Project ideas and inspiration from Good magazine

How many hours of our lives will we spend with our head in cupboards? Transform the inside of your humble storage spaces and you’ll be happy to delve into them in future.

Built-in or freestanding, cupboards are an asset in any home. Move into a house with too few of them, and you’ll feel their absence just as soon as you start opening boxes and looking for places to put things away. The cupboard is the friend of the hoarder and the lover of clear surfaces – it enables you to impose a certain order while stashing things away for later.

Freestanding cupboard

Freestanding cupboard 2

Given the secret life of things, and the inexplicable tendency for stored stuff to proliferate when we’re not paying attention to it, the inside world of our cupboards can benefit from a little care and attention. Spring is the perfect time to clear them out, discover long-lost items and set their newly sorted contents straight. Think of it this way: given how many hours of our lives we’ll likely spend with our head inside a cupboard looking for things, why not strive to make the insides as pleasant as possible?

There are lots of simple ways to transform otherwise humble cupboards. Do you have access to a bay tree? Hang a few fresh leaves inside your pantry or wardrobe for a pleasant aroma and to help ward off moths. Line the insides of your wardrobe with artful combinations of paint and paper. Opening cupboard doors and seeing a pop of colour or pattern gives you a little reward – and the bigger the cupboard, the greater the creative possibilities. See for more.

Sarah Heeringa

Making prints

Making prints 2

Sarah: Former Good editor Sarah Heeringa is a natural stylist with a good eye and a passion for design. Happily, her new part-time role as creative director allows more time for projects at home and elsewhere.  Prints: Print off favourite sayings or lines from poems and wash using an old paintbrush and leftover cold tea.

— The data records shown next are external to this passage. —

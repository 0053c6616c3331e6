// src/lib.rs

pub mod cli;
pub mod config;
pub mod engine;
pub mod errors;
pub mod exec;
pub mod job;
pub mod logging;

use std::pin::pin;
use std::sync::Arc;
use std::time::Duration;

use anyhow::{Result, bail};
use tracing::{debug, info, warn};

use crate::cli::CliArgs;
use crate::config::ConfigFile;
use crate::config::loader::load_and_validate;
use crate::engine::JobRunner;
use crate::exec::{CommandJobManager, managers_from_config};

pub use crate::engine::{BatchCompletion, JobCompletion, JobOutcome, RunnerEvent};
pub use crate::job::{JobManager, JobProgress, RunnableJob};

/// High-level entry point used by `main.rs`.
///
/// This wires together:
/// - config loading
/// - one command-job manager per config group
/// - the job runner, with periodic status logging
/// - Ctrl-C handling (stops the batch)
pub async fn run(args: CliArgs) -> Result<()> {
    let cfg = load_and_validate(&args.config)?;

    if args.dry_run {
        print_dry_run(&cfg);
        return Ok(());
    }

    let managers = managers_from_config(&cfg)?;
    let runner = JobRunner::new();
    for manager in &managers {
        runner.add(Arc::clone(manager) as Arc<dyn JobManager>);
    }

    let interval = Duration::from_millis(cfg.config.progress_interval_ms);
    drive_batch(&runner, interval).await?;

    print_summary(&runner, &managers);

    if let Some(fault) = runner.runner_error() {
        warn!(error = %fault, "runner reported an orchestration fault");
    }

    let unsuccessful: usize = managers
        .iter()
        .map(|m| {
            let s = m.summary();
            s.failed + s.cancelled
        })
        .sum();
    if unsuccessful > 0 {
        bail!("{unsuccessful} job(s) did not succeed");
    }

    Ok(())
}

/// Run the batch to completion, logging status every `interval` and
/// stopping the runner on the first Ctrl-C.
pub async fn drive_batch(runner: &JobRunner, interval: Duration) -> Result<()> {
    let mut batch = {
        let runner = runner.clone();
        tokio::spawn(async move { runner.run(true).await })
    };
    let mut ctrl_c = pin!(tokio::signal::ctrl_c());
    let mut ticker = tokio::time::interval(interval);
    let mut listening = true;

    loop {
        tokio::select! {
            res = &mut batch => {
                res?;
                break;
            }

            _ = ticker.tick() => {
                info!(
                    status = %runner.status(),
                    progress = %format!("{:.1}%", runner.progress() * 100.0),
                    "batch progress"
                );
            }

            sig = &mut ctrl_c, if listening => {
                listening = false;
                match sig {
                    Ok(()) => {
                        info!("Ctrl+C received; stopping batch");
                        runner.stop();
                    }
                    Err(e) => warn!(error = %e, "failed to listen for Ctrl+C"),
                }
            }
        }
    }

    Ok(())
}

fn print_summary(runner: &JobRunner, managers: &[Arc<CommandJobManager>]) {
    let elapsed = runner.elapsed_time().unwrap_or_default();
    println!("{} in {:.2?}", runner.status(), elapsed);

    for manager in managers {
        let s = manager.summary();
        println!(
            "  {}: {} succeeded, {} failed, {} cancelled",
            manager.name(),
            s.succeeded,
            s.failed,
            s.cancelled
        );
    }
}

/// Simple dry-run output: print groups, jobs and commands.
fn print_dry_run(cfg: &ConfigFile) {
    println!("jobrunner dry-run");
    println!(
        "  config.progress_interval_ms = {}",
        cfg.config.progress_interval_ms
    );
    println!();

    for (group, jobs) in cfg.groups() {
        println!("group {group} ({} jobs):", jobs.len());
        for (name, job) in jobs {
            println!("  - {name}");
            println!("      cmd: {}", job.cmd);
            if let Some(pattern) = job.effective_progress_pattern(&cfg.default) {
                println!(
                    "      progress_pattern: {pattern} (percent: {})",
                    job.effective_progress_is_percent(&cfg.default)
                );
            }
        }
    }

    debug!("dry-run complete (no execution)");
}
use std::collections::BTreeMap;

use jobrunner::config::{ConfigFile, ConfigSection, DefaultSection, JobConfig, RawConfigFile};

/// Builder for `ConfigFile` to simplify test setup.
pub struct ConfigFileBuilder {
    config: RawConfigFile,
}

impl ConfigFileBuilder {
    pub fn new() -> Self {
        Self {
            config: RawConfigFile {
                config: ConfigSection::default(),
                default: DefaultSection::default(),
                job: BTreeMap::new(),
            },
        }
    }

    pub fn with_job(mut self, name: &str, job: JobConfig) -> Self {
        self.config.job.insert(name.to_string(), job);
        self
    }

    pub fn with_default_progress_pattern(mut self, pattern: &str, percent: bool) -> Self {
        self.config.default.progress_pattern = Some(pattern.to_string());
        self.config.default.progress_is_percent = Some(percent);
        self
    }

    pub fn with_progress_interval_ms(mut self, ms: u64) -> Self {
        self.config.config.progress_interval_ms = ms;
        self
    }

    pub fn build_raw(self) -> RawConfigFile {
        self.config
    }

    pub fn build(self) -> ConfigFile {
        ConfigFile::try_from(self.config).expect("Failed to build valid config from builder")
    }
}

impl Default for ConfigFileBuilder {
    fn default() -> Self {
        Self::new()
    }
}

/// Builder for `JobConfig`.
pub struct JobConfigBuilder {
    job: JobConfig,
}

impl JobConfigBuilder {
    pub fn new(cmd: &str) -> Self {
        Self {
            job: JobConfig {
                cmd: cmd.to_string(),
                group: None,
                progress_pattern: None,
                progress_is_percent: None,
            },
        }
    }

    pub fn group(mut self, group: &str) -> Self {
        self.job.group = Some(group.to_string());
        self
    }

    pub fn progress_pattern(mut self, pattern: &str) -> Self {
        self.job.progress_pattern = Some(pattern.to_string());
        self
    }

    pub fn progress_is_percent(mut self, val: bool) -> Self {
        self.job.progress_is_percent = Some(val);
        self
    }

    pub fn build(self) -> JobConfig {
        self.job
    }
}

Thanks to recent home renovations I now, for the first time in my adult life, have a dedicated indoor laundry – albeit in a glorified cupboard. It’s goodbye to putting on the washing in the corner of the bathroom or, back when our washing machine was under the house, having slugs crawl over the washing basket. And no more sharing the laundry space with dusty, greasy tools, either.

Now we live in a household of young adults and half-grown children, I’ve resolved my days of putting away other people’s clean washing are behind me – all thanks to my new laundry-sorting cupboard.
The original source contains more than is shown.